### What to produce
Within the data that follows, set down exactly the lines from the one containing "match (min, max)" through the one containing "Some(value) if !is_null(value)", both ends included.

[Supplied information]

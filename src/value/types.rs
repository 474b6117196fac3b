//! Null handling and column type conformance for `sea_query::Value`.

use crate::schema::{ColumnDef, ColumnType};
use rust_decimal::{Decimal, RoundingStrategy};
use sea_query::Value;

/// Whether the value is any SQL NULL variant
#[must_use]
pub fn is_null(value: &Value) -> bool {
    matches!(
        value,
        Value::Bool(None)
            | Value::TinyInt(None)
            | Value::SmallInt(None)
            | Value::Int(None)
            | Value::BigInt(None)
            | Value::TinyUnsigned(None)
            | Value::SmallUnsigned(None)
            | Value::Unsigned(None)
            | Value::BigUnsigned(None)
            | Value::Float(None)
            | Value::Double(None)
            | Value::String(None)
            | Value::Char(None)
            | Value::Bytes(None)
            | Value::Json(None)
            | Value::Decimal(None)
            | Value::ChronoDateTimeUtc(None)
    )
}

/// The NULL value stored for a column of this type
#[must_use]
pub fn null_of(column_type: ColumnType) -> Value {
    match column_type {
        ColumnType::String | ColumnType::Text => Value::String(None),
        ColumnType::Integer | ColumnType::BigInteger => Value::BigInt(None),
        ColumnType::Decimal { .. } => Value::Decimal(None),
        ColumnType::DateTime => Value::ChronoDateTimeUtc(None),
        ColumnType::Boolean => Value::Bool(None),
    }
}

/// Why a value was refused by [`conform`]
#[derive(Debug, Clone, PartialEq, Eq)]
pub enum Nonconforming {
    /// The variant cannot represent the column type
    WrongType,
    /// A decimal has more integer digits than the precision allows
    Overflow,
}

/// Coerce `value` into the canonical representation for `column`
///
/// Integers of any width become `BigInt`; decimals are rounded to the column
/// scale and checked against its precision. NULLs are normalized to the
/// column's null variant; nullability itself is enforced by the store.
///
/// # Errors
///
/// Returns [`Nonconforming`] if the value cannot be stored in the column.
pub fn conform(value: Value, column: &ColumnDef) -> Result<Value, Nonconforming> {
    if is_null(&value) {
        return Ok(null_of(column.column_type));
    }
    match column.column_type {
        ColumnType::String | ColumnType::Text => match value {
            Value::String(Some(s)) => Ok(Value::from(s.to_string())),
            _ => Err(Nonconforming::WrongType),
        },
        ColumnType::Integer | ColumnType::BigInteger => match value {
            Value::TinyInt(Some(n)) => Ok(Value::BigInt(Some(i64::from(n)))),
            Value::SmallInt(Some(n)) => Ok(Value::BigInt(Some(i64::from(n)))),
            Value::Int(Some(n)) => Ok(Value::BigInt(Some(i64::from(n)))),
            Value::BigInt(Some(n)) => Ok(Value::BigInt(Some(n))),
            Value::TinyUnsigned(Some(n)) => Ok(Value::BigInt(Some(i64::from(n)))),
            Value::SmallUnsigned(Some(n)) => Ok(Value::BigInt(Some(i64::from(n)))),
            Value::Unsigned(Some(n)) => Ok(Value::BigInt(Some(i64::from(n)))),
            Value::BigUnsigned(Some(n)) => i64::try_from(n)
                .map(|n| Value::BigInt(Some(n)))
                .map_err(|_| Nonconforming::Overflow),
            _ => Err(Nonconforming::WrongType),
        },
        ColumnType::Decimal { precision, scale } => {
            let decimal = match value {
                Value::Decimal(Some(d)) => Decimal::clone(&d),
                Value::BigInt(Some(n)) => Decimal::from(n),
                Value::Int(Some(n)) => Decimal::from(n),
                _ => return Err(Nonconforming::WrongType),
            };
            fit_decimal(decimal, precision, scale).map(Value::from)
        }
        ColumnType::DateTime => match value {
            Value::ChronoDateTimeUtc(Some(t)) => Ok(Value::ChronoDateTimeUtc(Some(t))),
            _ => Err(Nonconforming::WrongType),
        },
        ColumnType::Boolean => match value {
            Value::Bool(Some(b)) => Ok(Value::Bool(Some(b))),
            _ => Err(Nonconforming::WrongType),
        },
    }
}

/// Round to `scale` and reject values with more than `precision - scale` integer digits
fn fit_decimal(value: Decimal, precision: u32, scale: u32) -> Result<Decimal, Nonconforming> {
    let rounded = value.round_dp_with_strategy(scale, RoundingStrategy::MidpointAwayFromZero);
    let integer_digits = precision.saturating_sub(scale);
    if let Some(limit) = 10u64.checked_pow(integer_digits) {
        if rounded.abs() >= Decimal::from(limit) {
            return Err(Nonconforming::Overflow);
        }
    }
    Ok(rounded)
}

[/Supplied information]
[Supplied information]

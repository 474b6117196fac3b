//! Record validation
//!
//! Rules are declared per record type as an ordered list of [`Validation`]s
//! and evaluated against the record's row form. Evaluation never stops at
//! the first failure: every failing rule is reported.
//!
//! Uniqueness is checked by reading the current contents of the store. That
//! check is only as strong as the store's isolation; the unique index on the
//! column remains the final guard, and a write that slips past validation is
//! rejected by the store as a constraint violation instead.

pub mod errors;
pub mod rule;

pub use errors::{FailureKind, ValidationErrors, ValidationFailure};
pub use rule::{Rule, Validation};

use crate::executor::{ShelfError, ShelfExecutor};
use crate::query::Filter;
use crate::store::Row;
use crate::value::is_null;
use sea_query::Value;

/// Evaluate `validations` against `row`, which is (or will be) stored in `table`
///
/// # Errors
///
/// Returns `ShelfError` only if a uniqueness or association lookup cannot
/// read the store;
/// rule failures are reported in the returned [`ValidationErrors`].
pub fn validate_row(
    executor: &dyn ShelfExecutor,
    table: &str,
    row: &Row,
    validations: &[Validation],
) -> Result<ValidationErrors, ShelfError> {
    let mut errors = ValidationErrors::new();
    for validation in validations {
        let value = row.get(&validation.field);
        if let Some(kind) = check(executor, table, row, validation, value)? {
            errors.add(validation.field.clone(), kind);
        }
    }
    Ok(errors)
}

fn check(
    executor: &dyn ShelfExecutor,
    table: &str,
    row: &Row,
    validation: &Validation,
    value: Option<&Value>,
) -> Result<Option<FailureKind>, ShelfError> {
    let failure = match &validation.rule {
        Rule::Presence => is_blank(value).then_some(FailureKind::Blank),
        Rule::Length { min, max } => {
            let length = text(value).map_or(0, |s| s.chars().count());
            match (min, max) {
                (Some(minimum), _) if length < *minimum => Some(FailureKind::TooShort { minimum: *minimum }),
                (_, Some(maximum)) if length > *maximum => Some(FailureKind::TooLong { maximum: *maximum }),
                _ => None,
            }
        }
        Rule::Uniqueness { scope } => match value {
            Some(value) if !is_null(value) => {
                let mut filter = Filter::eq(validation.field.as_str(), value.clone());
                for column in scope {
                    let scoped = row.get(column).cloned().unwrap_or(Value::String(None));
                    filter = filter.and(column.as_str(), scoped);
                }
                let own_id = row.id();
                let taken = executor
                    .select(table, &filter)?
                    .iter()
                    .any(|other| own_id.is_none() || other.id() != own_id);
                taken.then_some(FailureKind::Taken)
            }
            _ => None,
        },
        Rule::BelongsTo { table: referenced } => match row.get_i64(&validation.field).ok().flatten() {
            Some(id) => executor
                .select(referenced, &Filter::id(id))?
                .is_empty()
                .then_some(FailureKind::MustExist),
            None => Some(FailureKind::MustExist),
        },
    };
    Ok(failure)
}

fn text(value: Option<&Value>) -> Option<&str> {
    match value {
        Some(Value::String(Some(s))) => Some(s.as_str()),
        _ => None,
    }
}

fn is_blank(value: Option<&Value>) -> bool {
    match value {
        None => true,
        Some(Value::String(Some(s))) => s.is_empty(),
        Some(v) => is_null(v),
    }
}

[/Supplied information]
[Supplied information]

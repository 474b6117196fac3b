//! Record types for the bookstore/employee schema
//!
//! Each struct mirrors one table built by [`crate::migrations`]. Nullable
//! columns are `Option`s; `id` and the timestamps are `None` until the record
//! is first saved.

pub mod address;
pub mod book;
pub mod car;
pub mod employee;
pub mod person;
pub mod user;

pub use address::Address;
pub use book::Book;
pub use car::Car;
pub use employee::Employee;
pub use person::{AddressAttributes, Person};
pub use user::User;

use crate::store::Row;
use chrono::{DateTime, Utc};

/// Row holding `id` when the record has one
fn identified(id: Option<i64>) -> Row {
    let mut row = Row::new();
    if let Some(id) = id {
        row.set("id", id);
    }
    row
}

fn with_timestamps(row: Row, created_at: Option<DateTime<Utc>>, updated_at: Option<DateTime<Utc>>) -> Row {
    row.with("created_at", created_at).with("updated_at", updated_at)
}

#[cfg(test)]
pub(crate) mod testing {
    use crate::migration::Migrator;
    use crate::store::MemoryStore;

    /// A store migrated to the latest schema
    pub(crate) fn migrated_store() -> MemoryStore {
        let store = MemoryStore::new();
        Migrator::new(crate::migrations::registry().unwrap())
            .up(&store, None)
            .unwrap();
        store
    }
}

[/Supplied information]

### Written solution
            match (min, max) {
                (Some(minimum), _) if length < *minimum => Some(FailureKind::TooShort { minimum: *minimum }),
                (_, Some(maximum)) if length > *maximum => Some(FailureKind::TooLong { maximum: *maximum }),
                _ => None,
            }
        }
        Rule::Uniqueness { scope } => match value {
            Some(value) if !is_null(value) => {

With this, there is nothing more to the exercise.